Walking or running uphill is a great way to make the most of a short workout. Exercising on an incline forces your body to work harder, so you?ll burn 50 percent more calories each minute than you would on level ground, says Jessica Matthews, exercise physiologist for the American Council on Exercise. Going uphill tones your glutes, hamstrings, quadriceps, and calves; downhill exercise shapes quads and calves.
Some tips to pump up your workout:
Ease Into It
For every minute you walk or run uphill, spend three minutes on a flat surface (so if you run uphill for three minutes on a treadmill, switch to a lower-grade surface for the next nine). If you're outside and don?t have access to level ground, alternate between intervals of walking and running, or walking quickly and more slowly. Once your workout starts getting easier you can run, or walk at a brisker pace, for longer periods.

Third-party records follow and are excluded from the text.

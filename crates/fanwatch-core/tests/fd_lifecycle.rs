//! Descriptor ownership of the enricher.
//!
//! Kept as the only test in this binary: it counts entries of the
//! process's descriptor table, which parallel tests would disturb.

#![allow(clippy::expect_used, clippy::unwrap_used)]

use std::os::fd::IntoRawFd;
use std::sync::Arc;

use fanwatch_common::types::EventMask;
use fanwatch_core::enrich::{Enricher, ProcfsResolver};
use fanwatch_core::framer::{RawRecord, frame};

fn open_descriptors() -> usize {
    std::fs::read_dir("/proc/self/fd")
        .expect("read /proc/self/fd")
        .count()
}

#[test]
fn every_enriched_descriptor_is_closed_exactly_once() {
    let dir = tempfile::tempdir().expect("tempdir");
    let pid = i32::try_from(std::process::id()).expect("pid fits");
    let before = open_descriptors();

    // Every fourth file is unlinked before enrichment, and every other
    // record goes through a resolver whose proc root does not exist.
    let mut stream = Vec::new();
    let mut fds = Vec::new();
    for i in 0..32 {
        let path = dir.path().join(format!("f{i}"));
        std::fs::write(&path, b"x").expect("write");
        let fd = std::fs::File::open(&path).expect("open").into_raw_fd();
        if i % 4 == 0 {
            std::fs::remove_file(&path).expect("remove");
        }
        fds.push(fd);
        RawRecord::new(EventMask::OPEN, fd, pid).write_to(&mut stream);
    }
    RawRecord::new(EventMask::QUEUE_OVERFLOW, -1, 0).write_to(&mut stream);
    assert_eq!(open_descriptors(), before + fds.len());

    let real = Enricher::default();
    let broken = Enricher::new(Arc::new(ProcfsResolver::new(dir.path().join("no-proc"))));

    let mut resolved = 0;
    let mut unresolved = 0;
    for (i, record) in frame(&stream).enumerate() {
        let enricher = if i % 2 == 0 { &real } else { &broken };
        match enricher.enrich(&record) {
            Some(event) if event.path.is_some() => resolved += 1,
            Some(_) => unresolved += 1,
            None => assert!(record.is_overflow()),
        }
    }

    assert_eq!(resolved, 16);
    assert_eq!(unresolved, 16);
    assert_eq!(open_descriptors(), before);
}
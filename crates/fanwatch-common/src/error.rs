//! Unified error types for the fanwatch workspace.
//!
//! Only failures a caller can act on are represented here. Truncated
//! buffer tails and failed fd/pid lookups are expected artifacts of
//! steady-state operation and are reported through counters and optional
//! fields instead.

use std::path::PathBuf;

use thiserror::Error;

/// Top-level error type shared across the workspace.
#[derive(Debug, Error)]
pub enum FanwatchError {
    /// Opening the notification channel or registering the watch failed.
    #[error("{operation} failed for {path}: {source}")]
    Acquisition {
        /// The kernel call that failed.
        operation: &'static str,
        /// Watch root the channel was being set up for.
        path: PathBuf,
        /// Underlying OS error.
        source: std::io::Error,
    },

    /// Reading from the notification channel failed.
    #[error("channel read failed: {source}")]
    Read {
        /// Underlying OS error.
        source: std::io::Error,
    },

    /// A configuration value is invalid.
    #[error("invalid configuration: {message}")]
    Config {
        /// Description of the invalid configuration.
        message: String,
    },

    /// An I/O operation failed.
    #[error("I/O error at {path}: {source}")]
    Io {
        /// Path where the I/O error occurred.
        path: PathBuf,
        /// Underlying I/O error.
        source: std::io::Error,
    },

    /// The background monitor thread could not be created.
    #[error("failed to spawn monitor thread: {source}")]
    Spawn {
        /// Underlying OS error.
        source: std::io::Error,
    },

    /// Serialization or deserialization failed.
    #[error("serialization error: {source}")]
    Serialization {
        /// Underlying serialization error.
        #[from]
        source: serde_json::Error,
    },
}

impl FanwatchError {
    /// Returns `true` if the error stems from missing privileges.
    ///
    /// Useful for hosts that want to print a hint about `CAP_SYS_ADMIN`.
    #[must_use]
    pub fn is_permission_denied(&self) -> bool {
        match self {
            Self::Acquisition { source, .. } | Self::Io { source, .. } => {
                source.kind() == std::io::ErrorKind::PermissionDenied
            }
            _ => false,
        }
    }
}

/// Convenience alias used throughout the workspace.
pub type Result<T> = std::result::Result<T, FanwatchError>;

#[cfg(test)]
mod tests {
    use super::*;

    #[test]
    fn acquisition_error_names_operation_and_path() {
        let err = FanwatchError::Acquisition {
            operation: "fanotify_init",
            path: PathBuf::from("/"),
            source: std::io::Error::from_raw_os_error(1),
        };
        let msg = err.to_string();
        assert!(msg.starts_with("fanotify_init failed for /"));
        assert!(err.is_permission_denied());
    }

    #[test]
    fn config_error_is_not_permission_denied() {
        let err = FanwatchError::Config {
            message: "empty mask".into(),
        };
        assert!(!err.is_permission_denied());
        assert_eq!(err.to_string(), "invalid configuration: empty mask");
    }
}
//! Enrichment of framed records.
//!
//! Turns the opaque `fd` and `pid` of a [`RawRecord`] into a path and a
//! process name. Every lookup is best-effort: a failure leaves the field
//! as `None` and the event is still produced.
//!
//! The kernel duplicates a descriptor into this process for every
//! non-overflow record. [`Enricher::enrich`] takes ownership of it and
//! closes it exactly once, after the path lookup, whatever the outcome.

use std::os::fd::{FromRawFd, OwnedFd, RawFd};
use std::path::PathBuf;
use std::sync::Arc;

use fanwatch_common::constants::DEFAULT_PROC_ROOT;
use fanwatch_common::types::EnrichedEvent;

use crate::framer::RawRecord;

/// Source of fd and pid lookups.
pub trait Resolver: Send + Sync {
    /// Resolves a descriptor of this process to the path it refers to.
    fn fd_path(&self, fd: RawFd) -> Option<PathBuf>;

    /// Resolves a PID to the first word of its command line.
    fn process_name(&self, pid: i32) -> Option<String>;
}

/// Resolver backed by the proc filesystem.
#[derive(Debug, Clone)]
pub struct ProcfsResolver {
    proc_root: PathBuf,
}

impl ProcfsResolver {
    /// Creates a resolver reading from the given proc mount point.
    #[must_use]
    pub fn new(proc_root: impl Into<PathBuf>) -> Self {
        Self {
            proc_root: proc_root.into(),
        }
    }
}

impl Default for ProcfsResolver {
    fn default() -> Self {
        Self::new(DEFAULT_PROC_ROOT)
    }
}

impl Resolver for ProcfsResolver {
    fn fd_path(&self, fd: RawFd) -> Option<PathBuf> {
        let link = self.proc_root.join("self").join("fd").join(fd.to_string());
        std::fs::read_link(&link)
            .inspect_err(|e| tracing::trace!(fd, error = %e, "fd path lookup failed"))
            .ok()
    }

    fn process_name(&self, pid: i32) -> Option<String> {
        if pid <= 0 {
            return None;
        }
        let cmdline = self.proc_root.join(pid.to_string()).join("cmdline");
        let bytes = std::fs::read(&cmdline)
            .inspect_err(|e| tracing::trace!(pid, error = %e, "process name lookup failed"))
            .ok()?;
        Some(first_cmdline_word(&bytes))
    }
}

/// Extracts argv[0] from a raw `/proc/<pid>/cmdline` buffer.
fn first_cmdline_word(bytes: &[u8]) -> String {
    let end = bytes
        .iter()
        .position(|&b| b == 0 || b == b'\n')
        .unwrap_or(bytes.len());
    String::from_utf8_lossy(&bytes[..end]).into_owned()
}

/// Resolves records into [`EnrichedEvent`]s.
#[derive(Clone)]
pub struct Enricher {
    resolver: Arc<dyn Resolver>,
}

impl std::fmt::Debug for Enricher {
    fn fmt(&self, f: &mut std::fmt::Formatter<'_>) -> std::fmt::Result {
        f.debug_struct("Enricher").finish_non_exhaustive()
    }
}

impl Default for Enricher {
    fn default() -> Self {
        Self::new(Arc::new(ProcfsResolver::default()))
    }
}

impl Enricher {
    /// Creates an enricher using the given resolver.
    #[must_use]
    pub fn new(resolver: Arc<dyn Resolver>) -> Self {
        Self { resolver }
    }

    /// Enriches one record, consuming the descriptor it carries.
    ///
    /// Returns `None` for queue-overflow records, which are neither
    /// resolved nor closed. Records carrying the "no fd" sentinel get a
    /// `None` path and nothing is closed.
    ///
    /// The record's descriptor must have been delivered by the kernel to
    /// this process and not be used or closed anywhere else; each record
    /// may be enriched at most once.
    #[allow(unsafe_code)]
    pub fn enrich(&self, record: &RawRecord) -> Option<EnrichedEvent> {
        if record.is_overflow() {
            return None;
        }

        let path = if record.has_fd() {
            // SAFETY: the kernel installed this descriptor in our table for
            // this record alone; nothing else holds or closes it.
            let owned = unsafe { OwnedFd::from_raw_fd(record.fd) };
            let path = self.resolver.fd_path(record.fd);
            drop(owned);
            path
        } else {
            None
        };

        let process_name = self.resolver.process_name(record.pid);

        Some(EnrichedEvent {
            pid: record.pid,
            process_name,
            path,
            mask: record.mask,
        })
    }
}
//! `fanwatch decode` — Decode a captured raw fanotify buffer.
//!
//! Only headers are printed. The descriptors in a capture belong to the
//! process that recorded it, so nothing is resolved or closed here.

use std::path::PathBuf;

use clap::Args;
use fanwatch_core::framer::frame;

/// Arguments for the `decode` command.
#[derive(Args, Debug)]
pub struct DecodeArgs {
    /// File holding bytes read from a fanotify descriptor.
    pub file: PathBuf,
}

/// Executes the `decode` command.
///
/// # Errors
///
/// Returns an error if the capture cannot be read.
pub fn execute(args: DecodeArgs) -> anyhow::Result<()> {
    let bytes = std::fs::read(&args.file)
        .map_err(|e| anyhow::anyhow!("failed to read {}: {e}", args.file.display()))?;

    println!(
        "{:<8} {:<6} {:<4} {:<6} {:<8} {:<8} FLAGS",
        "OFFSET", "LEN", "VER", "FD", "PID", "MASK"
    );
    let mut records = frame(&bytes);
    for r in records.by_ref() {
        println!(
            "{:<8} {:<6} {:<4} {:<6} {:<8} {:<#8x} {}",
            r.offset,
            r.event_len,
            r.version,
            r.fd,
            r.pid,
            r.mask.bits(),
            r.mask
        );
    }
    let tail = records.remainder();
    if tail > 0 {
        println!("{tail} trailing byte(s) not framed");
    }
    Ok(())
}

Lean Forward Slightly When Going Up
Lean forward slightly when going up, but don't lean far or you'll place extra stress on your back. Swing your arms to work your whole body.
When Climbing Uphill
When climbing uphill, focus on pushing through your heels to work your glutes and hamstrings.
Don't Forget to Breathe!
People tend to hold their breath when exercise becomes intense. Regular breathing helps you move more efficiently.